Novel joint routing and scheduling algorithms for minimizing end-to-end delays in multi Tx-Rx wireless mesh networks

Abstract

Multiple transmit (Tx) or receive (Rx) capability is a significant advance in wireless communications. This so called MTR capability allows the creation of wireless mesh networks (WMNs) that are ideal for use as a high-speed wireless backbone that spans vast geographical areas. A fundamental problem, however, is deriving a minimal transmission schedule or superframe that yields low end-to-end delays, with the primary constraint that routers are not allowed to Tx and Rx simultaneously. In this paper, we consider a joint routing and link scheduling approach that addresses two fundamental issues that influence end-to-end delays: superframe length and transmission slot order. Shortening the superframe length, in terms of slots, is expected to minimize the inter-link activation time while reordering transmission slots increases the likelihood that links on a path are activated consecutively. We propose two algorithms.

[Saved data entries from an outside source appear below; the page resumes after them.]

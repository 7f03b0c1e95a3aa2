//! A tiny simulated machine: heap-backed "physical" RAM at a chosen physical
//! base, plus a physical allocator that owns all of it.
//!
//! The RAM's physical addresses and the host addresses it is mapped at never
//! coincide, so anything that confuses the two reads the wrong memory.

#![allow(dead_code)]

use kernel_pmm::{
    PhysMapper, PhysicalAddress, PhysicalAllocator, Region, RegionAllocator, VirtualAddress,
};
use kernel_sched::Stack;
use kernel_sched::arch::x86_64::X86_64ThreadBuilder;
use kernel_sync::SpinLock;
use std::ptr;
use std::sync::Arc;

pub const PAGE: u64 = 4096;

#[repr(C, align(4096))]
struct Aligned4K([u8; 4096]);

pub struct FakeRam {
    base: *mut Aligned4K,
    frames: usize,
    phys_base: PhysicalAddress,
}

// SAFETY: the buffer is owned by `FakeRam`; tests coordinate access through
// the allocator, which hands every page to a single owner.
unsafe impl Send for FakeRam {}
unsafe impl Sync for FakeRam {}

impl FakeRam {
    /// `frames` pages of RAM, physically starting at `phys_base`.
    pub fn at(phys_base: PhysicalAddress, frames: usize) -> Self {
        let buffer: Box<[Aligned4K]> = (0..frames).map(|_| Aligned4K([0; 4096])).collect();
        Self {
            base: Box::into_raw(buffer).cast::<Aligned4K>(),
            frames,
            phys_base,
        }
    }

    fn len(&self) -> u64 {
        self.frames as u64 * PAGE
    }

    /// Host address of the first byte.
    pub fn start(&self) -> VirtualAddress {
        VirtualAddress::from_ptr(self.base.cast::<u8>().cast_const())
    }

    /// Whether `va` lies inside the buffer.
    pub fn contains(&self, va: VirtualAddress) -> bool {
        va >= self.start() && va.as_u64() < self.start().as_u64() + self.len()
    }

    pub fn read_u64(&self, va: VirtualAddress) -> u64 {
        assert!(
            self.contains(va) && self.contains(va + 7),
            "{va} is outside the fake RAM"
        );
        // SAFETY: in bounds, checked above.
        unsafe { ptr::read_unaligned(va.as_mut_ptr::<u64>()) }
    }

    /// `count` consecutive quadwords starting at `va`.
    pub fn read_u64s(&self, va: VirtualAddress, count: u64) -> Vec<u64> {
        (0..count).map(|i| self.read_u64(va + i * 8)).collect()
    }
}

// SAFETY: every physical address in `phys_base..=phys_base + len` maps into
// the owned buffer (one past the end for region tops).
unsafe impl PhysMapper for FakeRam {
    fn phys_to_virt(&self, pa: PhysicalAddress) -> VirtualAddress {
        let offset = pa.checked_sub(self.phys_base.as_u64());
        match offset {
            Some(offset) if offset.as_u64() <= self.len() => self.start() + offset.as_u64(),
            _ => panic!("{pa} is outside the fake RAM"),
        }
    }
}

impl Drop for FakeRam {
    fn drop(&mut self) {
        // SAFETY: `base` came from `Box::into_raw` of a slice of `frames` elements.
        unsafe {
            drop(Box::from_raw(ptr::slice_from_raw_parts_mut(
                self.base,
                self.frames,
            )));
        }
    }
}

pub struct Machine {
    pub ram: Arc<FakeRam>,
    pub pmm: Arc<SpinLock<PhysicalAllocator>>,
}

impl Machine {
    /// A machine whose allocator owns every page of a `frames`-page RAM
    /// starting at physical address zero.
    pub fn with_frames(frames: u64) -> Self {
        Self::at(0, frames)
    }

    /// Like [`with_frames`](Self::with_frames), with RAM starting at `base_page`.
    pub fn at(base_page: u64, frames: u64) -> Self {
        let region = Region::from_page(base_page, frames);
        let ram = Arc::new(FakeRam::at(
            region.base_address(),
            usize::try_from(frames).unwrap(),
        ));

        let mut pmm = PhysicalAllocator::new(Region::empty());
        pmm.free_region(region);

        Self {
            ram,
            pmm: Arc::new(SpinLock::new(pmm)),
        }
    }

    pub fn allocator(&self) -> Arc<dyn RegionAllocator> {
        self.pmm.clone()
    }

    pub fn mapper(&self) -> Arc<dyn PhysMapper> {
        self.ram.clone()
    }

    pub fn builder(&self) -> Arc<X86_64ThreadBuilder> {
        Arc::new(X86_64ThreadBuilder::new(self.allocator(), self.mapper()))
    }

    /// A stack of `pages` pages mapped through this machine's RAM.
    pub fn stack(&self, pages: u64) -> Stack {
        Stack::new(self.allocator(), self.ram.as_ref(), pages)
    }

    pub fn available_pages(&self) -> u64 {
        self.pmm.lock_irq().available_pages()
    }
}

pub extern "C" fn spin_forever() -> ! {
    loop {
        std::hint::spin_loop();
    }
}

pub extern "C" fn other_entry() -> ! {
    loop {
        std::thread::yield_now();
    }
}
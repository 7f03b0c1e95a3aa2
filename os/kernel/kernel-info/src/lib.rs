//! # Kernel Configuration
//!
//! Compile-time configuration shared by the physical memory manager and the
//! scheduler. Everything in here is a `const`, so the values are baked into
//! each consumer and checked at compile time where a relation between them
//! must hold.
//!
//! ## Modules
//!
//! ### Memory Layout ([`memory`])
//! * **Page granularity**: [`PAGE_SIZE`](memory::PAGE_SIZE) and its shift
//! * **Thread stacks**: how many pages a freshly created thread receives
//! * **Physical memory access**: the HHDM base and the identity-mapped window
//!
//! ### CPU State ([`cpu`])
//! * **Segment selectors** used when building an initial `iretq` frame
//! * **Initial `RFLAGS`** for new threads
//!
//! ```text
//! Physical memory as seen by the allocator:
//!
//! 0x0000_0000 ┌──────────────────────┐ page 0
//!             │   free / reserved    │
//!             ├──────────────────────┤
//!             │    kernel image      │ never handed out
//!             ├──────────────────────┤
//!             │   free / reserved    │
//!             └──────────────────────┘
//! ```

#![cfg_attr(not(any(test, doctest)), no_std)]

pub mod cpu;
pub mod memory;
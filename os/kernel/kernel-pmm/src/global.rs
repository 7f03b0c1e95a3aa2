//! # Process-wide physical allocator
//!
//! The kernel has exactly one [`PhysicalAllocator`]. It is built once during
//! early boot by [`init`] and lives for the rest of the kernel's lifetime.
//! Every access masks interrupts for its duration, so code running from an
//! interrupt handler can never observe it half-updated.
//!
//! ## Lock order
//! The allocator lock is a leaf: it is taken last and nothing is locked
//! while holding it. Dropping a thread stack takes it, so a thread must not
//! be released from inside [`with_allocator`]. The scheduler releases
//! retired threads only after dropping its own lock.

use crate::{PhysicalAllocator, Region, RegionAllocator};
use kernel_sync::{SpinLock, SyncOnceCell};
use log::warn;

static PMM: SyncOnceCell<SpinLock<PhysicalAllocator>> = SyncOnceCell::new();

/// Builds the kernel-wide allocator. Call once in very early boot, before
/// freeing the boot memory map into it.
///
/// Later calls are ignored.
pub fn init(kernel_region: Region) {
    if let Err(rejected) = PMM.set(SpinLock::new(PhysicalAllocator::new(kernel_region))) {
        warn!(
            "Physical allocator already initialized; ignoring kernel region {}",
            rejected.into_inner().kernel_region()
        );
    }
}

/// Whether [`init`] has run.
#[must_use]
pub fn is_initialized() -> bool {
    PMM.is_initialized()
}

/// Runs `f` on the kernel-wide allocator with interrupts masked.
///
/// `f` must not drop anything that frees physical memory (such as a stack);
/// that would re-enter the allocator lock (see the lock order above).
///
/// # Panics
/// If [`init`] has not run.
pub fn with_allocator<R>(f: impl FnOnce(&mut PhysicalAllocator) -> R) -> R {
    let Some(pmm) = PMM.get() else {
        panic!("physical allocator used before init");
    };
    pmm.with_lock_irq(f)
}

/// Allocates from the kernel-wide allocator.
///
/// # Panics
/// If [`init`] has not run or the request cannot be served.
pub fn alloc_region(page_count: u64) -> Region {
    with_allocator(|pmm| pmm.alloc_region(page_count))
}

/// Returns pages to the kernel-wide allocator.
///
/// # Panics
/// If [`init`] has not run or `region` is already free.
pub fn free_region(region: Region) {
    with_allocator(|pmm| pmm.free_region(region));
}

/// [`RegionAllocator`] handle onto the kernel-wide allocator.
#[derive(Debug, Default, Copy, Clone)]
pub struct GlobalPhysAlloc;

impl RegionAllocator for GlobalPhysAlloc {
    fn alloc_region(&self, page_count: u64) -> Region {
        alloc_region(page_count)
    }

    fn free_region(&self, region: Region) {
        free_region(region);
    }
}
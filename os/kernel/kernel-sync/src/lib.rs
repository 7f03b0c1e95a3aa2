//! # Kernel synchronization primitives
//!
//! The allocator and scheduler state are process-wide singletons that are
//! only ever touched with interrupts masked on a single core. The types in
//! here make that discipline explicit:
//!
//! * [`SpinLock`] guards the state, and [`SpinLock::lock_irq`] masks
//!   interrupts for as long as the guard lives.
//! * [`SyncOnceCell`] holds the singleton once kernel init has built it.
//! * [`IrqGuard`] saves and masks the interrupt flag, restoring it on drop.

#![cfg_attr(not(any(test, doctest)), no_std)]
#![allow(unsafe_code)]

pub mod irq;
mod spin_lock;
mod sync_once_cell;

pub use irq::IrqGuard;
pub use spin_lock::{IrqSpinLockGuard, SpinLock};
pub use sync_once_cell::SyncOnceCell;
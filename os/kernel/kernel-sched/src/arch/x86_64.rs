//! # `x86_64` thread contexts
//!
//! A suspended thread's stack pointer points at its register snapshot, laid
//! out exactly as the timer trampoline leaves it:
//!
//! ```text
//! higher addresses
//!   ┌──────────────┐ ◄── stack top
//!   │ SS           │ ┐
//!   │ RSP          │ │
//!   │ RFLAGS       │ │ InterruptFrame (pushed by the CPU)
//!   │ CS           │ │
//!   │ RIP          │ ┘
//!   ├──────────────┤
//!   │ RAX .. R15   │   SavedRegisters (pushed by the trampoline)
//!   └──────────────┘ ◄── saved stack pointer
//! lower addresses
//! ```
//!
//! [`X86_64ThreadBuilder`] fabricates this snapshot for a new thread so that
//! the first switch to it "returns" into its entry point. Every address in
//! the snapshot is a virtual one, as produced by the builder's
//! [`PhysMapper`].

#[cfg(all(target_arch = "x86_64", target_os = "none"))]
pub mod trampoline;

use crate::{Process, Promotion, Stack, Thread, ThreadBuilder, ThreadEntry};
use alloc::sync::Arc;
use kernel_info::cpu::INITIAL_RFLAGS;
use kernel_info::memory::THREAD_STACK_PAGES;
use kernel_pmm::{PhysMapper, RegionAllocator};
use log::trace;

/// General-purpose registers as pushed by the trampoline; `r15` is pushed
/// last and therefore sits at the lowest address.
#[repr(C)]
#[derive(Debug, Default, Copy, Clone, PartialEq, Eq)]
pub struct SavedRegisters {
    pub r15: u64,
    pub r14: u64,
    pub r13: u64,
    pub r12: u64,
    pub r11: u64,
    pub r10: u64,
    pub r9: u64,
    pub r8: u64,
    pub rbp: u64,
    pub rdi: u64,
    pub rsi: u64,
    pub rdx: u64,
    pub rcx: u64,
    pub rbx: u64,
    pub rax: u64,
}

/// The frame the CPU pushes on interrupt entry and `iretq` consumes.
#[repr(C)]
#[derive(Debug, Default, Copy, Clone, PartialEq, Eq)]
pub struct InterruptFrame {
    pub rip: u64,
    pub cs: u64,
    pub rflags: u64,
    pub rsp: u64,
    pub ss: u64,
}

const _: () = {
    assert!(size_of::<SavedRegisters>() == 15 * 8);
    assert!(size_of::<InterruptFrame>() == 5 * 8);
};

/// Bytes of initial context on a freshly built thread's stack.
pub const INITIAL_CONTEXT_SIZE: u64 =
    (size_of::<SavedRegisters>() + size_of::<InterruptFrame>()) as u64;

/// Creates threads whose stacks start with a synthetic interrupt context.
pub struct X86_64ThreadBuilder {
    allocator: Arc<dyn RegionAllocator>,
    mapper: Arc<dyn PhysMapper>,
    stack_pages: u64,
}

impl X86_64ThreadBuilder {
    /// A builder allocating [`THREAD_STACK_PAGES`] pages per stack.
    pub fn new(allocator: Arc<dyn RegionAllocator>, mapper: Arc<dyn PhysMapper>) -> Self {
        Self::with_stack_pages(allocator, mapper, THREAD_STACK_PAGES)
    }

    /// # Panics
    /// If `stack_pages` cannot hold the initial context.
    pub fn with_stack_pages(
        allocator: Arc<dyn RegionAllocator>,
        mapper: Arc<dyn PhysMapper>,
        stack_pages: u64,
    ) -> Self {
        assert!(stack_pages > 0, "thread stacks need at least one page");
        Self {
            allocator,
            mapper,
            stack_pages,
        }
    }

    #[must_use]
    pub const fn stack_pages(&self) -> u64 {
        self.stack_pages
    }
}

impl ThreadBuilder for X86_64ThreadBuilder {
    fn create_thread(&self, process: &Process, promotion: Promotion, entry: ThreadEntry) -> Thread {
        let mut stack = Stack::new(
            Arc::clone(&self.allocator),
            self.mapper.as_ref(),
            self.stack_pages,
        );

        // `iretq` loads RSP as is, so it must be the mapped top, not the
        // physical end of the region.
        let frame = InterruptFrame {
            rip: entry as usize as u64,
            cs: u64::from(promotion.code_selector()),
            rflags: INITIAL_RFLAGS,
            rsp: stack.top().as_u64(),
            ss: u64::from(promotion.stack_selector()),
        };
        stack.push(frame);
        let pointer = stack.push(SavedRegisters::default());

        trace!(
            "Initial {promotion} context for {process} at {pointer}, entry {:#x}",
            frame.rip
        );
        Thread::new(process.id(), promotion, stack)
    }
}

The first called JRS-Multi-DEC uses a novel metric to minimize the load of each link while the second, called JRS-BIP, uses a Binary Integer Program approach. Both algorithms aim to minimize the overall delay and use slot re-ordering on the resulting schedule to further reduce delay. Numerical results show both algorithms are able to reduce the average end-to-end delay by approximately 50% as compared to a non joint routing algorithm.